No rats needed; your home address is quite easy to find. I was able to retrieve it in less than five seconds, complete with a map, from one of the free search-public-records web sites. (I assume the address I found is correct, since it is in the same ZIP code.)
It's a hazard of owning property and having an uncommon name, I suppose.
I'm gonna go out on a limb and guess that whoever sent this didn't go to that much trouble. The most obvious address to send me stuff is DNA, so that they used the other is still strange.
Would you have posted this had it been sent to you DNA given what I assume is "too much" crap you get there sent from lazy flacks? I could be wrong (it's happened, or so I hear) but I think you probably wouldn't have. The extra effort they went through instead piqued your interest enough to post it, and BAM, they get attention.
Actually, I get very little stuff sent to me at DNA. Attention lazy flacks: go ahead and send me weird things.
It's a put-on.
For example, look at that picture of "Octavio Coleman." I thought I recognized it -- it's '70s pyramid power guru Patrick Flanagan.

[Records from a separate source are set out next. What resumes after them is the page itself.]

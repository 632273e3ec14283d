//! Sliding-window rate limiting.
//!
//! The platform budgets API calls per page per hour, so the client keeps one
//! [`RateLimiter`] per page external id (plus one for app-level endpoints).
//! Timestamps of recent requests live in a deque; a request that would
//! overflow the window sleeps until the oldest timestamp slides out.

use std::{collections::VecDeque, time::Duration};

use tokio::{sync::Mutex, time::Instant};

pub struct RateLimiter {
  window:       Duration,
  max_requests: usize,
  stamps:       Mutex<VecDeque<Instant>>,
}

impl RateLimiter {
  pub fn new(max_requests: usize, window: Duration) -> Self {
    Self {
      window,
      // A zero budget would never admit anyone.
      max_requests: max_requests.max(1),
      stamps: Mutex::new(VecDeque::new()),
    }
  }

  /// Record one request, suspending first if the window is full. Fair only
  /// in the aggregate: concurrent waiters race for freed slots.
  pub async fn acquire(&self) {
    loop {
      let wait = {
        let mut stamps = self.stamps.lock().await;
        let now = Instant::now();
        while stamps
          .front()
          .is_some_and(|t| now.duration_since(*t) >= self.window)
        {
          stamps.pop_front();
        }
        if stamps.len() < self.max_requests {
          stamps.push_back(now);
          return;
        }
        match stamps.front() {
          Some(oldest) => {
            (*oldest + self.window).saturating_duration_since(now)
          }
          None => Duration::ZERO,
        }
      };
      tokio::time::sleep(wait).await;
    }
  }
}

#[cfg(test)]
mod tests {
  use std::sync::Arc;

  use super::*;

  #[tokio::test(start_paused = true)]
  async fn under_capacity_is_immediate() {
    let limiter = RateLimiter::new(3, Duration::from_secs(60));
    let start = Instant::now();
    for _ in 0..3 {
      limiter.acquire().await;
    }
    assert_eq!(start.elapsed(), Duration::ZERO);
  }

  #[tokio::test(start_paused = true)]
  async fn full_window_blocks_until_a_slot_expires() {
    let limiter = RateLimiter::new(2, Duration::from_secs(60));
    limiter.acquire().await;
    tokio::time::advance(Duration::from_secs(30)).await;
    limiter.acquire().await;

    // Window is full; the t=0 stamp expires at t=60, i.e. 30s from now.
    let start = Instant::now();
    limiter.acquire().await;
    assert_eq!(start.elapsed(), Duration::from_secs(30));
  }

  #[tokio::test(start_paused = true)]
  async fn spaced_requests_never_wait() {
    let limiter = RateLimiter::new(1, Duration::from_secs(10));
    for _ in 0..3 {
      let start = Instant::now();
      limiter.acquire().await;
      assert_eq!(start.elapsed(), Duration::ZERO);
      tokio::time::advance(Duration::from_secs(11)).await;
    }
  }

  #[tokio::test(start_paused = true)]
  async fn concurrent_callers_serialize() {
    let limiter = Arc::new(RateLimiter::new(1, Duration::from_secs(5)));
    let start = Instant::now();

    let mut tasks = tokio::task::JoinSet::new();
    for _ in 0..3 {
      let limiter = Arc::clone(&limiter);
      tasks.spawn(async move { limiter.acquire().await });
    }
    while let Some(joined) = tasks.join_next().await {
      joined.unwrap();
    }

    // One slot per 5s window: admissions at t=0, t=5, t=10.
    assert_eq!(start.elapsed(), Duration::from_secs(10));
  }
}
//! HTTP Basic-auth extractor backed by an argon2 PHC hash.

use argon2::{Argon2, PasswordHash, PasswordVerifier};
use axum::{
  extract::FromRequestParts,
  http::{HeaderMap, header, request::Parts},
};
use base64::{Engine as _, engine::general_purpose::STANDARD as B64};

use crate::{AppState, error::ApiError};

/// Credentials accepted as valid for this server instance.
#[derive(Clone)]
pub struct AuthConfig {
  pub username:      String,
  /// PHC string produced by argon2, e.g. `$argon2id$v=19$…`
  pub password_hash: String,
}

/// Zero-size marker: present in a handler means the request authenticated.
pub struct Authenticated;

/// Verify an `Authorization: Basic …` header against the configured
/// credentials. Every failure collapses to [`ApiError::Unauthorized`].
pub fn verify_auth(
  headers: &HeaderMap,
  config: &AuthConfig,
) -> Result<(), ApiError> {
  let header_val = headers
    .get(header::AUTHORIZATION)
    .and_then(|v| v.to_str().ok())
    .ok_or(ApiError::Unauthorized)?;
  let encoded =
    header_val.strip_prefix("Basic ").ok_or(ApiError::Unauthorized)?;

  let decoded = B64.decode(encoded).map_err(|_| ApiError::Unauthorized)?;
  let creds =
    std::str::from_utf8(&decoded).map_err(|_| ApiError::Unauthorized)?;
  let (username, password) =
    creds.split_once(':').ok_or(ApiError::Unauthorized)?;

  if username != config.username {
    return Err(ApiError::Unauthorized);
  }

  let parsed_hash = PasswordHash::new(&config.password_hash)
    .map_err(|_| ApiError::Unauthorized)?;
  Argon2::default()
    .verify_password(password.as_bytes(), &parsed_hash)
    .map_err(|_| ApiError::Unauthorized)?;

  Ok(())
}

impl<S: Send + Sync> FromRequestParts<AppState<S>> for Authenticated {
  type Rejection = ApiError;

  async fn from_request_parts(
    parts: &mut Parts,
    state: &AppState<S>,
  ) -> Result<Self, Self::Rejection> {
    verify_auth(&parts.headers, &state.auth)?;
    Ok(Authenticated)
  }
}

So yes, it's rather like the Dharma Initiative web site.
home address, which isn't terribly easy to find
Why, it's the pee-soaked front door on a hill in San Fran; how hard could it be to find that?
I would not mind at all getting something that cool looking in my mail box!
Not really related, but it did remind me of a woman who sent mail to herself by obfuscating the addressee through puzzles.
Dear Marketing People,
Please stop sending unsolicited mail advocating conflict resolution methods beyond the comprehension of the present administration.
No clue about who ratted you out, but:
Current Music: Duran Duran -- Secret Oktober
Good choice. I haven't listened to that in years...
oh man, i got all excited because for some strange reason (probably lack of caffeine interacting with eye issues) when I saw the picture I thought the star wars thingie was man-sized and that you'd been delivered an enormous envelope! now *that* would have been cool.
You are not alone!
Would've been a convenient way to find out where it came from; tailing it back to its master's lair.
GEEK FAIL. That's a Cylon.
dammit, and i should totally have known that too, since i'm a BG fan. Serious fail. :) you gotta admit, though the head does kinda look like boba fett if you're not paying close attention...
I also thought it was some guy in a strange costume holding up a giant envelope, with your address photoshopped on to it. The guy in the back is what would have made this really weird. Take note, alternate reality constructors.
Hmm reminds me of them Scientology types, or some of the wacky outfits that sprung up in the seventies. I do like the Cylon doll though, where can I get one of those?
those are pretty cool stamps. our post office only has shitty ones.
Seek out stamp collectors, probably found in coin collector shops. They buy huge lots & keep the special ones, then often sell the less collectible ones for face value.